HannaTor/Shutterstock
Source: HannaTor/Shutterstock

Si los escritores quieren que los lectores imaginen sabores, las modalidades de la visión, el tacto y el movimiento pueden ayudar. En otra escena de la novela de Arundhati Roy, una cocinera (Kochu Maria) está glaseando un pastel de chocolate y descubre que le sobra glaseado. Roy escribe que “echó la cabeza hacia atrás y se puso el glaseado sobrante en la lengua. Espirales interminables de pasta de dientes de chocolate en una lengua rosa de Kochu Maria... Cuando terminó, se pasó la lengua por los dientes y luego emitió una serie de breves chasquidos con la lengua contra el paladar como si acabara de comer algo amargo” (Roy 1997, 171).

En solo tres oraciones, Roy describe la posición corporal de Kochu Maria, la sensación del glaseado en su boca y el sonido de los chasquidos, todo lo cual ella percibe y que puede animar a los lectores a imaginar la vida en su cuerpo. Simultáneamente, a través de la metáfora de la pasta de dientes, Roy ofrece movimiento y color que Kochu Maria no puede ver: el glaseado en espiral sobre su lengua; el contraste del marrón contra el rosa.
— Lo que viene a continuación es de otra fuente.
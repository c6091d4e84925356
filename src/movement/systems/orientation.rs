//! Movement domain: body orientation and mesh follow.

use avian3d::prelude::*;
use bevy::prelude::*;

use crate::movement::{
    BodySample, LocomotionState, LocomotionTuning, Player, PlayerMesh, mesh_translation, orient,
    smooth_mesh_rotation,
};

pub(crate) fn orient_body(
    mut query: Query<
        (
            &mut Transform,
            &LinearVelocity,
            &mut AngularVelocity,
            Option<&ComputedMass>,
            &mut LocomotionState,
        ),
        With<Player>,
    >,
) {
    for (mut transform, linear, mut angular, mass, mut state) in &mut query {
        let mut sample = BodySample::capture(&transform, linear, &angular, mass);
        orient(&mut sample, &mut state);
        if transform.rotation != sample.rotation {
            transform.rotation = sample.rotation;
        }
        angular.set_if_neq(AngularVelocity(sample.angular_velocity));
    }
}

/// Runs every frame so the mesh keeps easing toward the body between ticks.
pub(crate) fn sync_mesh_to_body(
    tuning: Res<LocomotionTuning>,
    body: Query<&Transform, (With<Player>, Without<PlayerMesh>)>,
    mut meshes: Query<&mut Transform, (With<PlayerMesh>, Without<Player>)>,
) {
    let Ok(body) = body.single() else {
        return;
    };
    for mut transform in &mut meshes {
        transform.rotation =
            smooth_mesh_rotation(transform.rotation, body.rotation, tuning.rotation_smoothing);
        transform.translation =
            mesh_translation(body.translation, tuning.mesh_offset, tuning.character_scale);
    }
}
//! Movement domain: input sampling for locomotion.

use bevy::prelude::*;

use crate::movement::{LocomotionState, Player};

/// Keyboard to intent. Jump arms on press and fires on release, and only if
/// the body was not sliding when the key went down.
pub(crate) fn read_intent(
    keyboard: Res<ButtonInput<KeyCode>>,
    mut jump_armed: Local<bool>,
    mut query: Query<&mut LocomotionState, With<Player>>,
) {
    for mut state in &mut query {
        let grounded = state.grounded;
        let sliding = state.sliding;
        let can_sprint = state.can_sprint;
        let intent = &mut state.intent;

        intent.forward = keyboard.pressed(KeyCode::KeyW) || keyboard.pressed(KeyCode::ArrowUp);
        intent.back = keyboard.pressed(KeyCode::KeyS) || keyboard.pressed(KeyCode::ArrowDown);
        intent.left = keyboard.pressed(KeyCode::KeyA) || keyboard.pressed(KeyCode::ArrowLeft);
        intent.right = keyboard.pressed(KeyCode::KeyD) || keyboard.pressed(KeyCode::ArrowRight);
        intent.sprint_held = can_sprint && keyboard.pressed(KeyCode::ShiftLeft);
        intent.walk_held = keyboard.pressed(KeyCode::AltLeft);

        if keyboard.just_pressed(KeyCode::Space) && !sliding {
            *jump_armed = true;
        }
        if keyboard.just_released(KeyCode::Space) && *jump_armed {
            *jump_armed = false;
            // Consumed by the integrator on the next tick.
            if grounded {
                intent.jump_requested = true;
            }
        }
    }
}
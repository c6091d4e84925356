//! Animation domain: clip descriptors and the named clip table.

use bevy::prelude::*;
use serde::{Deserialize, Serialize};

/// A clip to play. `WithFollowUp` plays its first clip once, then loops the
/// second.
#[derive(Debug, Clone, PartialEq, Eq, Hash, Serialize, Deserialize)]
pub enum ClipDescriptor {
    Simple(String),
    WithFollowUp(String, String),
}

impl ClipDescriptor {
    pub fn simple(name: impl Into<String>) -> Self {
        Self::Simple(name.into())
    }

    pub fn with_follow_up(name: impl Into<String>, follow_up: impl Into<String>) -> Self {
        Self::WithFollowUp(name.into(), follow_up.into())
    }

    /// The clip that starts first.
    pub fn primary(&self) -> &str {
        match self {
            Self::Simple(name) | Self::WithFollowUp(name, _) => name,
        }
    }

    pub fn follow_up(&self) -> Option<&str> {
        match self {
            Self::Simple(_) => None,
            Self::WithFollowUp(_, follow_up) => Some(follow_up),
        }
    }

    /// Every clip name this descriptor needs loaded.
    pub fn clip_names(&self) -> impl Iterator<Item = &str> {
        std::iter::once(self.primary()).chain(self.follow_up())
    }

    /// Two descriptors starting the same clip count as the same selection.
    pub fn same_primary(&self, other: &ClipDescriptor) -> bool {
        self.primary() == other.primary()
    }
}

/// The clips the selector chooses between, by role.
#[derive(Resource, Debug, Clone, PartialEq, Serialize, Deserialize)]
#[serde(default)]
pub struct ClipSet {
    pub idle: ClipDescriptor,
    pub sleep: ClipDescriptor,
    pub walk: ClipDescriptor,
    pub trot: ClipDescriptor,
    pub gallop: ClipDescriptor,
    /// One-shot played when movement stops.
    pub stop: ClipDescriptor,
    pub jump: ClipDescriptor,
    pub fall: ClipDescriptor,
}

impl Default for ClipSet {
    fn default() -> Self {
        Self {
            idle: ClipDescriptor::simple("cat_idleStandA"),
            sleep: ClipDescriptor::simple("cat_idleSleep"),
            walk: ClipDescriptor::simple("cat_walk"),
            trot: ClipDescriptor::simple("cat_trot"),
            gallop: ClipDescriptor::simple("cat_gallop"),
            stop: ClipDescriptor::with_follow_up("cat_walk_toStandA", "cat_idleStandA"),
            jump: ClipDescriptor::with_follow_up("cat_jump", "cat_idleStandA"),
            fall: ClipDescriptor::with_follow_up("cat_jumpHigh", "cat_idleStandA"),
        }
    }
}

impl ClipSet {
    /// Walk, trot and gallop. Used to tell a moving clip from everything else.
    pub fn is_locomotion(&self, descriptor: &ClipDescriptor) -> bool {
        [&self.walk, &self.trot, &self.gallop]
            .into_iter()
            .any(|clip| clip.same_primary(descriptor))
    }

    pub fn all(&self) -> [&ClipDescriptor; 8] {
        [
            &self.idle,
            &self.sleep,
            &self.walk,
            &self.trot,
            &self.gallop,
            &self.stop,
            &self.jump,
            &self.fall,
        ]
    }
}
Al combinar aspectos del tacto percibidos por el personaje con el color y el movimiento que solo un testigo podría ver, Roy ofrece una experiencia de sabor compleja que algunos lectores pueden encontrar deliciosa: felicidad vicaria para aquellos preocupados por el colesterol. Al igual que en la escena de los chips de plátano, esta descripción de la indulgencia alista y combina los sentidos de los lectores para ayudar a humanizar a un personaje a través de lo físico.

Al seguir trabajos como el de Spence, los escritores pueden obtener una idea de cómo los sistemas sensoriales humanos se influyen entre sí. Al mismo tiempo, los psicólogos y neurocientíficos pueden aprender de ricas descripciones como la de Roy, en las que las referencias a la textura, el color y los movimientos corporales ayudan a los lectores a imaginar el gusto. Artísticamente, mucho depende de las descripciones sensoriales de los escritores porque, en muchos casos, los escritores instan a los lectores a imaginar las percepciones sensoriales de los personajes para ayudarlos a imaginar las emociones de los personajes. Las formas en que los escritores hábiles usan la visión, el movimiento, el oído y el tacto para evocar el gusto pueden sugerir nuevos experimentos para los investigadores que aprenden cómo interactúan los sistemas sensoriales.